The new Counsyl Foresight™ Carrier Screen (formerly Family Prep Screen) analyzes your genes to determine if you may be a carrier for particular recessive genetic disorders. The Foresight Carrier Screen (FCS), as prescribed by your doctor, can detect 175+ diseases that can be passed unknowingly from parent to child, including: α/β-Thalassemia, Cystic Fibrosis, GJB2-related Hearing Loss, Fragile X Syndrome and Spinal Muscular Atrophy (SMA). It is methodically designed to maximize detection rates >99% for the vast majority of genes on the panel. A full list of diseases is available upon enquiry.
Genes are hereditary material babies inherit from their parents, which pass along family characteristics such as hair and eye colour, including genetic diseases, even if the parents do not display the disease, which in the case, they are known as carriers.
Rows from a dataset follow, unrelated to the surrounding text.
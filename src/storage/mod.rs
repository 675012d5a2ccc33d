//! Article persistence
//!
//! Articles go to PostgreSQL directly or through a PostgREST gateway,
//! whichever is configured. Both ignore rows whose `article_id` exists.

pub mod repository;

use std::sync::Arc;

use crate::config::DatabaseConfig;
use crate::utils::error::StorageError;

pub use repository::{
    validate_table_name, ArticleRepository, MemoryArticleRepository, PostgresArticleRepository,
    RestArticleRepository, SharedArticleRepository,
};

/// Open the configured article store
///
/// A PostgreSQL URL takes precedence over the PostgREST settings.
pub async fn connect(config: &DatabaseConfig) -> Result<SharedArticleRepository, StorageError> {
    if let Some(url) = config.postgres_url.as_deref() {
        let repo = PostgresArticleRepository::new(url, &config.table, config.pool_size)?;
        if config.create_schema {
            repo.ensure_schema().await?;
        }
        tracing::info!(backend = "postgres", table = %config.table, "Article store ready");
        return Ok(Arc::new(repo));
    }

    match (config.supabase_url.as_deref(), config.supabase_key.as_deref()) {
        (Some(url), Some(key)) => {
            let repo = RestArticleRepository::new(url, key, &config.table)?;
            tracing::info!(backend = "postgrest", table = %config.table, "Article store ready");
            Ok(Arc::new(repo))
        }
        (Some(_), None) => Err(StorageError::NotConfigured(
            "SUPABASE_KEY is required with SUPABASE_URL".to_string(),
        )),
        _ => Err(StorageError::NotConfigured(
            "set DATABASE_URL or SUPABASE_URL/SUPABASE_KEY".to_string(),
        )),
    }
}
A carrier is someone who has only one gene with a mutation and one gene that is unaffected. Carriers are typically symptom-free and do not know that they carry a mutation. Recessive genes are caused by changes (mutations) in a person’s genes. Every person has two copies of each gene, one inherited from each parent. A recessive disease occurs when both copies of the same gene have a mutation. Some of the diseases on the FCS are inherited differently – only the female needs to be a carrier to have a baby at risk. Fragile X syndrome is a significant example of this.
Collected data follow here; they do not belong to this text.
//! Wikipedia crawling with per-topic quotas
//!
//! This module implements the sampling loop that harvests articles for each
//! topic and enriches them, in a fixed order, with:
//! extract → image → embedding → audio.
//!
//! A candidate without a summary, image or embedding is dropped. A missing
//! audio summary is tolerated. Nothing is retried; a failed request costs an
//! attempt (category listing) or drops the candidate (everything else).

pub mod fetcher;
pub mod pipeline;

use rand::seq::SliceRandom;
use rand::SeedableRng;
use rand_chacha::ChaCha8Rng;
use std::collections::HashSet;
use std::sync::Arc;

use crate::audio::{AudioSummaryProvider, AudioSummaryRequest};
use crate::config::{Config, CrawlConfig};
use crate::embedding::{article_embedding_input, Embedder};
use crate::models::{Article, ArticleData, AudioData, CrawlStats, TopicCategory};
use crate::utils::error::{CrawlerError, FetchError, SkipReason};
use crate::utils::{article_link, is_supported_image, truncate_summary};

use self::fetcher::{CategoryMember, WikiClient};

/// Result of one crawl
#[derive(Debug, Clone, Default)]
pub struct CrawlOutcome {
    /// Qualifying articles, in collection order
    pub articles: Vec<Article>,

    /// Counters for the run
    pub stats: CrawlStats,
}

/// Main crawler structure
pub struct WikiCrawler {
    /// Wikipedia API client
    wiki: WikiClient,

    /// Embedding provider
    embedder: Arc<dyn Embedder>,

    /// Audio summary provider
    audio: Arc<dyn AudioSummaryProvider>,

    /// Quotas and topic catalog
    config: CrawlConfig,

    /// Prefix for canonical article links
    article_base_url: String,

    /// Sampling RNG
    rng: ChaCha8Rng,
}

impl WikiCrawler {
    /// Create a new crawler
    ///
    /// # Errors
    ///
    /// Returns `CrawlerError::InvalidLimits` when the limits allow no request
    pub fn new(
        wiki: WikiClient,
        embedder: Arc<dyn Embedder>,
        audio: Arc<dyn AudioSummaryProvider>,
        config: CrawlConfig,
        article_base_url: impl Into<String>,
    ) -> Result<Self, CrawlerError> {
        if config.max_attempts == 0 || config.batch_size == 0 || config.sample_size == 0 {
            return Err(CrawlerError::InvalidLimits(format!(
                "max_attempts={}, batch_size={}, sample_size={}",
                config.max_attempts, config.batch_size, config.sample_size
            )));
        }

        let seed = config.seed.unwrap_or_else(rand::random);
        tracing::debug!(seed, "Seeding crawl sampler");

        Ok(Self {
            wiki,
            embedder,
            audio,
            config,
            article_base_url: article_base_url.into(),
            rng: ChaCha8Rng::seed_from_u64(seed),
        })
    }

    /// Build a crawler with the hosted embedding and summarization clients
    pub fn from_config(config: &Config) -> crate::error::Result<Self> {
        let wiki = WikiClient::new(&config.wikipedia)?;
        let embedder = Arc::new(crate::embedding::GeminiEmbedder::new(&config.embedding)?);
        let audio = Arc::new(crate::audio::AudioSummaryClient::new(&config.summarizer)?);

        Ok(Self::new(
            wiki,
            embedder,
            audio,
            config.crawl.clone(),
            config.wikipedia.article_base_url.clone(),
        )?)
    }

    /// Crawl every topic until quotas or the global cap are reached
    pub async fn crawl(&mut self) -> CrawlOutcome {
        let mut outcome = CrawlOutcome::default();
        let mut seen = HashSet::new();
        let topics = self.config.categories.clone();

        tracing::info!(
            topics = topics.len(),
            max_articles = self.config.max_articles,
            per_category = self.config.per_category_quota,
            "Starting crawl"
        );

        for topic in &topics {
            if outcome.articles.len() >= self.config.max_articles {
                tracing::info!("Global article cap reached");
                break;
            }

            self.crawl_topic(topic, &mut outcome, &mut seen).await;
        }

        tracing::info!(
            collected = outcome.articles.len(),
            attempts = outcome.stats.attempts,
            candidates = outcome.stats.candidates,
            missing_audio = outcome.stats.missing_audio,
            "Crawl finished"
        );

        outcome
    }

    /// Sample one topic
    async fn crawl_topic(
        &mut self,
        topic: &TopicCategory,
        outcome: &mut CrawlOutcome,
        seen: &mut HashSet<i64>,
    ) {
        let mut fetched = 0usize;
        let mut attempts = 0u32;

        while fetched < self.config.per_category_quota
            && attempts < self.config.max_attempts
            && outcome.articles.len() < self.config.max_articles
        {
            let Some(subcategory) = topic.subcategories.choose(&mut self.rng).cloned() else {
                tracing::warn!(topic = %topic.name, "Topic has no subcategories");
                return;
            };
            attempts += 1;
            outcome.stats.attempts += 1;

            let members = match self
                .wiki
                .category_members(&subcategory, self.config.batch_size)
                .await
            {
                Ok(members) => members,
                Err(e) => {
                    tracing::warn!(subcategory = %subcategory, error = %e, "Category request failed");
                    outcome.stats.failed_requests += 1;
                    continue;
                }
            };

            if members.is_empty() {
                tracing::info!("No articles found in Category:{subcategory}");
                outcome.stats.empty_categories += 1;
                continue;
            }

            let sample_size = self.config.sample_size.min(members.len());
            let sample: Vec<CategoryMember> = members
                .choose_multiple(&mut self.rng, sample_size)
                .cloned()
                .collect();

            for member in sample {
                if outcome.articles.len() >= self.config.max_articles
                    || fetched >= self.config.per_category_quota
                {
                    break;
                }

                outcome.stats.candidates += 1;
                match self
                    .build_article(&topic.name, &subcategory, &member.title, seen)
                    .await
                {
                    Ok(article) => {
                        if !article.has_audio() {
                            outcome.stats.missing_audio += 1;
                        }
                        tracing::info!(
                            article_id = article.article_id,
                            title = %member.title,
                            topic = %article.main_category(),
                            subcategory = %article.subcategory(),
                            "Fetched article"
                        );
                        seen.insert(article.article_id);
                        outcome.articles.push(article);
                        outcome.stats.collected += 1;
                        fetched += 1;
                    }
                    Err(CrawlerError::Skipped(reason)) => {
                        tracing::debug!(title = %member.title, %reason, "Skipping candidate");
                        outcome.stats.record_skip(&reason);
                    }
                    Err(e) => {
                        tracing::warn!(title = %member.title, error = %e, "Failed to process candidate");
                        outcome.stats.failed_requests += 1;
                    }
                }
            }
        }

        tracing::debug!(topic = %topic.name, fetched, attempts, "Topic done");
    }

    /// Qualify and enrich one candidate
    async fn build_article(
        &self,
        topic: &str,
        subcategory: &str,
        title: &str,
        seen: &HashSet<i64>,
    ) -> Result<Article, CrawlerError> {
        let page = self
            .wiki
            .page_summary(title)
            .await?
            .ok_or(CrawlerError::Skipped(SkipReason::MissingPage))?;

        // Duplicates count toward neither the topic quota nor the run cap
        if seen.contains(&page.page_id) {
            return Err(CrawlerError::Skipped(SkipReason::Duplicate));
        }

        let extract = page
            .extract
            .as_deref()
            .filter(|text| !text.trim().is_empty())
            .ok_or(CrawlerError::Skipped(SkipReason::NoSummary))?;
        let summary = truncate_summary(extract);

        let image_url = self
            .resolve_image(&page.image_titles)
            .await?
            .ok_or(CrawlerError::Skipped(SkipReason::NoImage))?;

        let tags = [topic.to_string(), subcategory.to_string()];
        let embedding_input = article_embedding_input(title, &summary, &tags);
        let article_embedding = match self.embedder.embed(&embedding_input).await {
            Ok(vector) if !vector.is_empty() => vector,
            Ok(_) => {
                tracing::warn!(page_id = page.page_id, title, "Empty embedding returned");
                return Err(CrawlerError::Skipped(SkipReason::NoEmbedding));
            }
            Err(e) => {
                tracing::warn!(page_id = page.page_id, title, error = %e, "Failed to get embedding");
                return Err(CrawlerError::Skipped(SkipReason::NoEmbedding));
            }
        };

        let audio_data = self.request_audio(page.page_id, title, &summary).await;

        Ok(Article {
            article_id: page.page_id,
            article_data: ArticleData {
                article_image: image_url,
                article_summary: summary,
                article_sub_tag: subcategory.to_string(),
                article_heading: title.to_string(),
                article_link: article_link(&self.article_base_url, title),
            },
            article_embedding,
            audio_data,
            tags,
        })
    }

    /// First supported image that resolves to a URL
    async fn resolve_image(&self, image_titles: &[String]) -> Result<Option<String>, FetchError> {
        for image_title in image_titles.iter().filter(|t| is_supported_image(t)) {
            if let Some(url) = self.wiki.image_url(image_title).await? {
                return Ok(Some(url));
            }
        }
        Ok(None)
    }

    /// Ask for an audio summary; failures only cost the audio
    async fn request_audio(&self, page_id: i64, title: &str, summary: &str) -> Option<AudioData> {
        let request = AudioSummaryRequest {
            article_id: page_id,
            article_title: title.to_string(),
            article_description: summary.to_string(),
        };

        match self.audio.audio_summary(&request).await {
            Ok(Some(audio)) => {
                tracing::debug!(page_id, file_url = %audio.file_url, "Audio summary attached");
                Some(audio)
            }
            Ok(None) => {
                tracing::warn!(page_id, title, "Summarization service returned no audio");
                None
            }
            Err(e) => {
                tracing::warn!(page_id, title, error = %e, "Failed to get audio summary");
                None
            }
        }
    }
}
When two parents are carriers of the same genetic disease, their children have a 1 in 4 (25%) chance of having that disease. For certain diseases, such as Fragile X syndrome, only the mother needs to be carrier for the child to have a high risk. Your medical professional is available to guide you through the various options to find out what is best for you. Knowing your carrier status before or early in your pregnancy gives you time to learn about the disorder and prepare.